Out-Law News 1 min. read
24 Aug 2021, 12:15 am
Singapore and Hong Kong have decided to drop their plan to create an air travel bubble (ATB) because their Covid-19 policies differ too much.
A spokesman for the Hong Kong Special Administrative Region (HKSAR) government said that the planned ATB was based on the two cities pursuing similar strategies to deal with the pandemic, aiming to reduce local caseloads to a minimum. With Singapore moving towards a new strategy of building a "Covid-resilient" nation, the basis of the agreement changed. Travel between the two countries will now take place under their respective border control measures.
The Civil Aviation Authority of Singapore (CAAS) said border restrictions will be progressively eased for all travel from Hong Kong and Macau from 21 August.

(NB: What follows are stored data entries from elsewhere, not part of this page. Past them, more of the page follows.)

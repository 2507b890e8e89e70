use crate::detection::rules::{PatternClass, RuleSet};
use crate::events::MAX_SEVERITY;
use std::sync::Arc;

const CELL_TRACE_BONUS: u32 = 3;
const STACK_BONUS: u32 = 2;
const CALL_TRACE_BONUS: u32 = 4;
const TASK_BLOCK_BONUS: u32 = 3;
const JSON_ERROR_BONUS: u32 = 3;
const HUNG_TASK_BONUS: u32 = 5;

/// Tags and severity computed for one event
#[derive(Debug, Clone, PartialEq, Eq)]
pub struct Classification {
    /// Matched keywords in discovery order
    pub tags: Vec<String>,
    /// Clamped severity score
    pub severity: u8,
}

/// Deterministic severity scorer
///
/// Evaluates an event's lines against the shared [`RuleSet`]. Scoring is a pure
/// function of the lines: keyword weights are summed, contextual bonuses are added,
/// and the result is floored at the strongest single keyword and capped at
/// [`MAX_SEVERITY`].
#[derive(Debug, Clone)]
pub struct Classifier {
    rules: Arc<RuleSet>,
}

impl Classifier {
    pub fn new(rules: Arc<RuleSet>) -> Self {
        Self { rules }
    }

    /// Tag and score the lines of one event
    pub fn classify(&self, lines: &[String]) -> Classification {
        let mut tags = Vec::new();
        let mut total: u32 = 0;
        let mut max_weight: u32 = 0;

        for line in lines {
            for keyword in self.rules.matching_keywords(line) {
                let weight = u32::from(self.rules.weight(keyword));
                total += weight;
                max_weight = max_weight.max(weight);
                tags.push(keyword.to_string());
            }
        }

        let text = lines.join(" ");
        let upper = text.to_uppercase();

        if self.rules.matches_class(&text, PatternClass::CellTrace) {
            total += CELL_TRACE_BONUS;
        }

        if upper.contains("STACK") || upper.contains("TRACEBACK") {
            total += STACK_BONUS;
        }

        if text.contains("Call Trace:") || upper.contains("CALL TRACE") {
            total += CALL_TRACE_BONUS;
        }

        if text.contains("<TASK>") && text.contains("</TASK>") {
            total += TASK_BLOCK_BONUS;
        }

        let error_terms = self
            .rules
            .error_vocabulary()
            .iter()
            .filter(|term| upper.contains(term.as_str()))
            .count() as u32;
        if error_terms > 1 {
            total += error_terms;
        }

        if text.contains("\"level\":\"error\"") || text.contains("\"error\":") {
            total += JSON_ERROR_BONUS;
        }

        if text.contains("blocked for more than") && text.contains("hung_task_timeout_secs") {
            total += HUNG_TASK_BONUS;
        }

        let severity = total.max(max_weight).min(u32::from(MAX_SEVERITY)) as u8;

        Classification { tags, severity }
    }
}
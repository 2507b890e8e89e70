use crate::collectors::offset_store::OffsetStore;
use crate::collectors::segmenter::Segmenter;
use crate::detection::RuleSet;
use crate::error::CollectorError;
use crate::events::LogEvent;
use log::{debug, info, warn};
use std::fs::File;
use std::io::{BufRead, BufReader, Seek, SeekFrom};
use std::path::{Path, PathBuf};
use std::sync::Arc;
use std::time::{Duration, Instant};
use tokio::sync::{mpsc, Mutex};
use tokio::task::JoinSet;
use tokio_util::sync::CancellationToken;

/// Tuning knobs for one scan cycle
#[derive(Debug, Clone, PartialEq, Eq)]
pub struct TailerConfig {
    /// Upper bound on files read concurrently
    pub max_workers: usize,
    /// Context lines captured on each side of an event
    pub context_lines: usize,
    /// Deadline for a whole scan cycle
    pub scan_timeout: Duration,
    /// Capacity of the per-file result channel
    pub buffer_size: usize,
}

impl Default for TailerConfig {
    fn default() -> Self {
        Self {
            max_workers: 10,
            context_lines: 5,
            scan_timeout: Duration::from_secs(30),
            buffer_size: 1000,
        }
    }
}

/// Outcome of a scan over a set of files
#[derive(Debug, Default)]
pub struct ScanReport {
    /// Events from every file that produced any, in per-file order
    pub events: Vec<LogEvent>,
    /// Per-file failures plus the timeout, if one fired
    pub errors: Vec<CollectorError>,
    /// Whether the scan deadline cancelled in-flight work
    pub timed_out: bool,
    /// Files whose scan completed (possibly cut short by cancellation)
    pub files_scanned: usize,
}

/// Bytes appended to a file since its cursor
#[derive(Debug, Clone, PartialEq, Eq)]
pub struct AppendedChunk {
    /// Decoded lines without their terminators
    pub lines: Vec<String>,
    /// Offset where reading started (0 after a rotation reset)
    pub start_offset: u64,
    /// Offset just past the last line read
    pub end_offset: u64,
}

/// Result of scanning a single file
#[derive(Debug)]
pub struct FileScan {
    pub events: Vec<LogEvent>,
    /// Cursor after the scan
    pub offset: u64,
    /// Set when the new cursor could not be persisted
    pub persist_error: Option<CollectorError>,
}

/// Incrementally reads appended lines from many files at once
///
/// Each scan hands the paths to a bounded pool of tokio tasks. A task loads the file's
/// cursor, reads what was appended since (blocking I/O runs on the blocking pool),
/// segments the lines into events and persists the new cursor. A per-scan deadline
/// cancels outstanding reads; whatever was read before that point is still reported.
pub struct Tailer {
    config: TailerConfig,
    segmenter: Arc<Segmenter>,
    store: Arc<dyn OffsetStore>,
}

Short-term visitors with travel history to Hong Kong or Macao in the 21 days prior to their departure for Singapore can apply for an Air Travel Pass with immediate effect, for entry into Singapore on or after 26 August 2021. They will be tested at the airport and will be allowed to go about their activities in Singapore if the test result is negative. They will not need to serve a seven day Stay Home Notice with a Covid-19 test before the end of the Stay Home Notice period.
The HKSAR on 16 August announced that the quarantine requirements for people arriving from 16 overseas places would be tightened considering current Covid-19 situation.
Travelers from Singapore going to Hong Kong will have to follow rules required for arrivals from countries considered as medium-risk for Covid-19.
From 20 August, fully vaccinated Hong Kong residents and non-Hong Kong residents from medium risk places will be quarantined for 14 days upon arrival, followed by a seven-day self-monitoring period. Unvaccinated non-residents are not allowed to get back to Hong Kong from medium-risk countries, while unvaccinated Hong Kong residents will be requested to undergo a 21-day of hotel quarantine with six tests.
Singapore and Hong Kong originally reached an ATB agreement last November and designated flights were planned to start in the same month. The launch of the ATB was delayed in view of the epidemic situation in Hong Kong.
They reached a revised ATB agreement in April and planned to take off in May, which was also postponed due to a sudden rise of Covid-19 cases in Singapore. There was a subsequent agreement for the ATB to be renewed in July, but this was against postponed.
Mayumi Soh of Pinsent Masons MPillay, the Singapore joint law venture between MPillay and Pinsent Masons, the law firm behind Out-Law, said: “Both governments have committed to facilitating connectivity between the two places, even if there is no air travel bubble in place.”